Who This Work Is For:

This work is for people who are ready to do the work of embodiment and for those who have been deeply on the path of becoming. Oftentimes, clients have recognized that insight alone doesn’t reach far enough. Their body hasn’t followed where their understanding has gone. It still tightens, dissociates, or numbs when life intensifies. Something in them stays on guard even in safety. Even after years of therapy, the earliest layers, the ones that formed before memory and language, remain untouched. What’s needed is to unwind those patterns from the inside, not override them from above.

Sometimes clients also feel deeply, and they’re ready to stop managing that sensitivity and start integrating it. For some, this includes spiritual experience that hasn’t yet found embodied ground. For others, it’s the long-held sense that wholeness lives beneath the patterns.

What You Can Expect:

Through this type of work, a different kind of safety begins to settle in. A safety that is not only emotional, but somatic and energetic, registered in the field around you as much as in the body itself. Presence becomes more available, including during activation and expansion, so you’re no longer choosing between feeling and staying. Old patterns held in tissue and in the subtler layers begin to release, often without dramatic narrative attached, simply because the conditions for their movement are finally present.

Boundaries clarify themselves from the inside, and the energetic merging that tends to come with high sensitivity quiets. Traumatic material stored in the body begins to integrate, and what arrives in its place is something closer to wholeness and a sense of being inhabited. If you’re on a spiritual path, this type of work can help integrate a coherence between your spiritual life and your daily, embodied experience, such as through a capacity to hold shadow alongside light and contraction alongside expansion, without fragmenting in either direction.

Why Awaken Psyche?

I’m in this work as a practitioner and as a person doing my own internal work. I know what it is to carry spiritual awareness in a body that doesn’t always feel safe, and I know the particular ache of clarity that hasn’t yet found its way into integration. That knowing shapes how I sit with what arrives in a session; with patience, with respect for timing, and without the urge to make anything happen faster than it’s ready to.

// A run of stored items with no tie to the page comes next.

mod common;

use common::{convert, select};
use fxq_common::FxqError;
use fxq_planner::fetch_xml::{
    AggregateType, ConditionOperator, DateGrouping, FetchItem, FilterItem, FilterType, LinkType,
};

#[test]
fn single_condition_becomes_one_and_filter() {
    let q = select("SELECT firstname FROM contact WHERE firstname = 'Mark'");
    assert_eq!(q.columns, ["firstname"]);
    assert!(q.all_pages);

    let filters = q.fetch.entity.items.filters().collect::<Vec<_>>();
    assert_eq!(filters.len(), 1);
    assert_eq!(filters[0].filter_type, FilterType::And);
    let conditions = filters[0].conditions().collect::<Vec<_>>();
    assert_eq!(conditions.len(), 1);
    assert_eq!(conditions[0].attribute, "firstname");
    assert_eq!(conditions[0].operator, ConditionOperator::Eq);
    assert_eq!(conditions[0].value.as_deref(), Some("Mark"));

    assert_eq!(
        q.fetch.to_xml(),
        "<fetch>\n\
         \x20 <entity name=\"contact\">\n\
         \x20   <attribute name=\"firstname\" />\n\
         \x20   <filter type=\"and\">\n\
         \x20     <condition attribute=\"firstname\" operator=\"eq\" value=\"Mark\" />\n\
         \x20   </filter>\n\
         \x20 </entity>\n\
         </fetch>\n"
    );
}

#[test]
fn join_orientation_does_not_depend_on_operand_order() {
    for on in [
        "c.parentcustomerid = a.accountid",
        "a.accountid = c.parentcustomerid",
    ] {
        let q = select(&format!(
            "SELECT c.fullname, a.name FROM contact c INNER JOIN account a ON {on}"
        ));
        assert_eq!(q.columns, ["fullname", "a.name"]);
        let link = q.fetch.entity.items.links().next().expect("link-entity");
        assert_eq!(link.name, "account");
        assert_eq!(link.alias, "a");
        assert_eq!(link.from, "accountid");
        assert_eq!(link.to, "parentcustomerid");
        assert_eq!(link.link_type, LinkType::Inner);
        assert_eq!(
            link.items.attributes().map(|a| a.name.as_str()).collect::<Vec<_>>(),
            ["name"]
        );
    }
}

#[test]
fn left_join_extra_conditions_filter_the_link() {
    let q = select(
        "SELECT c.fullname FROM contact c LEFT OUTER JOIN account a \
         ON c.parentcustomerid = a.accountid AND a.statecode = 0",
    );
    let link = q.fetch.entity.items.links().next().expect("link-entity");
    assert_eq!(link.link_type, LinkType::Outer);
    let filter = link.items.filters().next().expect("link filter");
    assert_eq!(filter.filter_type, FilterType::And);
    assert_eq!(filter.condition_count(), 1);
}

#[test]
fn non_equi_join_is_unsupported() {
    let err = convert(
        "SELECT c.fullname FROM contact c INNER JOIN account a ON c.parentcustomerid > a.accountid",
    )
    .expect_err("non-equi join");
    match err {
        FxqError::Unsupported { message, .. } => assert!(message.contains("join condition"), "{message}"),
        other => panic!("expected unsupported, got {other:?}"),
    }
}

#[test]
fn mixed_and_or_nests_filters() {
    let q = select(
        "SELECT name FROM account WHERE name = 'a' OR (name = 'b' AND revenue > 10)",
    );
    let filter = q.fetch.entity.items.filters().next().expect("filter");
    assert_eq!(filter.filter_type, FilterType::Or);
    assert_eq!(filter.condition_count(), 3);
    match &filter.items[1] {
        FilterItem::Filter(sub) => {
            assert_eq!(sub.filter_type, FilterType::And);
            assert_eq!(sub.items.len(), 2);
        }
        other => panic!("expected nested filter, got {other:?}"),
    }
}

#[test]
fn where_on_link_column_carries_entity_name() {
    let q = select(
        "SELECT c.fullname FROM contact c INNER JOIN account a ON c.parentcustomerid = a.accountid \
         WHERE a.name LIKE 'Contoso%'",
    );
    let filter = q.fetch.entity.items.filters().next().expect("filter");
    let condition = filter.conditions().next().expect("condition");
    assert_eq!(condition.entity_name.as_deref(), Some("a"));
    assert_eq!(condition.operator, ConditionOperator::Like);
}

#[test]
fn offset_fetch_becomes_paging() {
    let q = select(
        "SELECT name FROM account ORDER BY name OFFSET 20 ROWS FETCH NEXT 10 ROWS ONLY",
    );
    assert_eq!(q.fetch.count, Some(10));
    assert_eq!(q.fetch.page, Some(3));
    assert!(!q.all_pages);

    let err = convert("SELECT name FROM account ORDER BY name OFFSET 15 ROWS FETCH NEXT 10 ROWS ONLY")
        .expect_err("inexact offset");
    assert!(err.to_string().contains("integer multiple"), "{err}");
}

#[test]
fn top_limit_and_nolock() {
    let q = select("SELECT TOP 5 name FROM account WITH (NOLOCK)");
    assert_eq!(q.fetch.top, Some(5));
    assert!(q.fetch.no_lock);

    let q = select("SELECT name FROM account LIMIT 7");
    assert_eq!(q.fetch.top, Some(7));

    let err = convert("SELECT TOP 10 PERCENT name FROM account").expect_err("percent");
    assert!(err.to_string().contains("TOP PERCENT"), "{err}");
}

#[test]
fn aggregates_get_unique_synthesized_aliases() {
    let q = select("SELECT count(*), count(*), max(revenue) FROM account");
    assert!(q.fetch.aggregate);
    assert_eq!(q.columns, ["accountid_count", "accountid_count_2", "revenue_max"]);
    let attrs = q.fetch.entity.items.attributes().collect::<Vec<_>>();
    assert_eq!(attrs[0].name, "accountid");
    assert_eq!(attrs[0].aggregate, Some(AggregateType::Count));
    assert_eq!(attrs[2].aggregate, Some(AggregateType::Max));
    assert!(q.fetch.invariant_violations().is_empty());
}

#[test]
fn count_distinct_marks_attribute() {
    let q = select("SELECT count(DISTINCT name) AS names FROM account");
    let attr = q.fetch.entity.items.attributes().next().expect("attribute");
    assert_eq!(attr.aggregate, Some(AggregateType::CountColumn));
    assert!(attr.distinct);
    assert_eq!(attr.alias.as_deref(), Some("names"));
}

#[test]
fn group_by_aliases_grouped_attributes() {
    let q = select("SELECT name, count(*) FROM account GROUP BY name ORDER BY name");
    assert_eq!(q.columns, ["name", "accountid_count"]);
    let grouped = q
        .fetch
        .entity
        .items
        .attributes()
        .find(|a| a.group_by)
        .expect("grouped attribute");
    assert_eq!(grouped.alias.as_deref(), Some("name"));
    let order = q.fetch.entity.items.orders().next().expect("order");
    assert_eq!(order.alias.as_deref(), Some("name"));
    assert!(order.attribute.is_none());
    assert!(q.fetch.invariant_violations().is_empty());
}

#[test]
fn datepart_groups_by_date() {
    let q = select(
        "SELECT DATEPART(yy, createdon) AS y, count(*) AS n FROM account GROUP BY DATEPART(yy, createdon)",
    );
    let attr = q
        .fetch
        .entity
        .items
        .attributes()
        .find(|a| a.name == "createdon")
        .expect("createdon");
    assert_eq!(attr.date_grouping, Some(DateGrouping::Year));
    assert!(attr.group_by);
    assert_eq!(attr.alias.as_deref(), Some("y"));
}

#[test]
fn star_expands_readable_attributes() {
    let q = select("SELECT * FROM account");
    assert!(q.fetch.entity.items.has_all_attributes());
    assert!(q.columns.iter().any(|c| c == "name"));
    assert!(q.columns.windows(2).all(|w| w[0] <= w[1]));
}

#[test]
fn referential_errors_are_semantic() {
    let cases = [
        ("SELECT nosuch FROM account", "Unknown attribute"),
        ("SELECT name FROM nosuchentity", "unknown entity"),
        (
            "SELECT c.fullname FROM contact c INNER JOIN account c ON c.parentcustomerid = c.accountid",
            "Duplicate table alias",
        ),
        (
            "SELECT name FROM account INNER JOIN account ON account.accountid = account.parentaccountid",
            "Duplicate table alias 'account'",
        ),
        ("SELECT x.name FROM account a", "Unknown table"),
    ];
    for (sql, expected) in cases {
        match convert(sql) {
            Err(err @ FxqError::Semantic { .. }) => {
                assert!(err.to_string().contains(expected), "{sql}: {err}")
            }
            other => panic!("{sql}: expected semantic error, got {other:?}"),
        }
    }
}

#[test]
fn unsupported_shapes_name_the_construct() {
    let cases = [
        ("SELECT name FROM account WHERE name = NULL", "IS [NOT] NULL"),
        (
            "SELECT name FROM account WHERE accountid IN (SELECT parentcustomerid FROM contact)",
            "join",
        ),
        ("SELECT name FROM account WHERE name = fullname", "single quotes"),
        ("SELECT name FROM account HAVING count(*) > 1", "HAVING"),
        ("SELECT a.name FROM account a, contact c", "single table"),
        (
            "SELECT c.fullname FROM contact c INNER JOIN account a ON c.parentcustomerid = a.accountid \
             ORDER BY a.name, c.fullname",
            "later link-entity",
        ),
    ];
    for (sql, expected) in cases {
        match convert(sql) {
            Err(err @ FxqError::Unsupported { .. }) => {
                assert!(err.to_string().contains(expected), "{sql}: {err}")
            }
            other => panic!("{sql}: expected unsupported, got {other:?}"),
        }
    }
}

#[test]
fn condition_functions_and_lists() {
    let q = select(
        "SELECT name FROM account WHERE createdon = lastxdays(7) AND statecode IN (0, 1) \
         AND revenue BETWEEN 10 AND 20.5",
    );
    let filter = q.fetch.entity.items.filters().next().expect("filter");
    let conditions = filter.conditions().collect::<Vec<_>>();
    assert_eq!(conditions[0].operator, ConditionOperator::LastXDays);
    assert_eq!(conditions[0].value.as_deref(), Some("7"));
    assert_eq!(conditions[1].operator, ConditionOperator::In);
    assert_eq!(conditions[1].values, ["0", "1"]);
    assert_eq!(conditions[2].operator, ConditionOperator::Between);
    assert_eq!(conditions[2].values, ["10", "20.5"]);
}

#[test]
fn distinct_sets_document_flag() {
    let q = select("SELECT DISTINCT name FROM account");
    assert!(q.fetch.distinct);
    assert!(matches!(
        q.fetch.entity.items.iter().next(),
        Some(FetchItem::Attribute(_))
    ));
}

#[test]
fn orders_attach_to_owning_entity_in_sequence() {
    let q = select(
        "SELECT c.fullname, c.lastname, a.name FROM contact c \
         INNER JOIN account a ON c.parentcustomerid = a.accountid \
         ORDER BY c.fullname DESC, c.lastname, a.name",
    );
    let root_orders = q
        .fetch
        .entity
        .items
        .orders()
        .map(|o| (o.attribute.as_deref(), o.descending))
        .collect::<Vec<_>>();
    assert_eq!(root_orders, [(Some("fullname"), true), (Some("lastname"), false)]);

    let link = q.fetch.entity.items.links().next().expect("link-entity");
    let link_orders = link
        .items
        .orders()
        .map(|o| (o.attribute.as_deref(), o.descending))
        .collect::<Vec<_>>();
    assert_eq!(link_orders, [(Some("name"), false)]);
}

#[test]
fn order_on_aliased_attribute_adds_plain_attribute() {
    for sql in [
        "SELECT name AS n FROM account ORDER BY name",
        "SELECT name AS n FROM account ORDER BY n",
    ] {
        let q = select(sql);
        assert_eq!(q.columns, ["n"], "{sql}");
        let attributes = q
            .fetch
            .entity
            .items
            .attributes()
            .map(|a| (a.name.as_str(), a.alias.as_deref()))
            .collect::<Vec<_>>();
        assert_eq!(attributes, [("name", Some("n")), ("name", None)], "{sql}");
        let order = q.fetch.entity.items.orders().next().expect("order");
        assert_eq!(order.attribute.as_deref(), Some("name"), "{sql}");
        assert!(order.alias.is_none(), "{sql}");
    }
}

#[test]
fn order_on_unaliased_attribute_adds_nothing() {
    let q = select("SELECT name FROM account ORDER BY name");
    assert_eq!(q.fetch.entity.items.attributes().count(), 1);
}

What I bring is training in depth psychology, somatic and neuroaffective work, and the relational ground that this kind of healing requires. What I also bring is the willingness to stay present, to track what’s real beneath the surface, to notice the energetic and subtle layers as they move, and to stay alongside you while you meet places in yourself that haven’t yet been met. The work isn’t performed, and it isn’t rushed.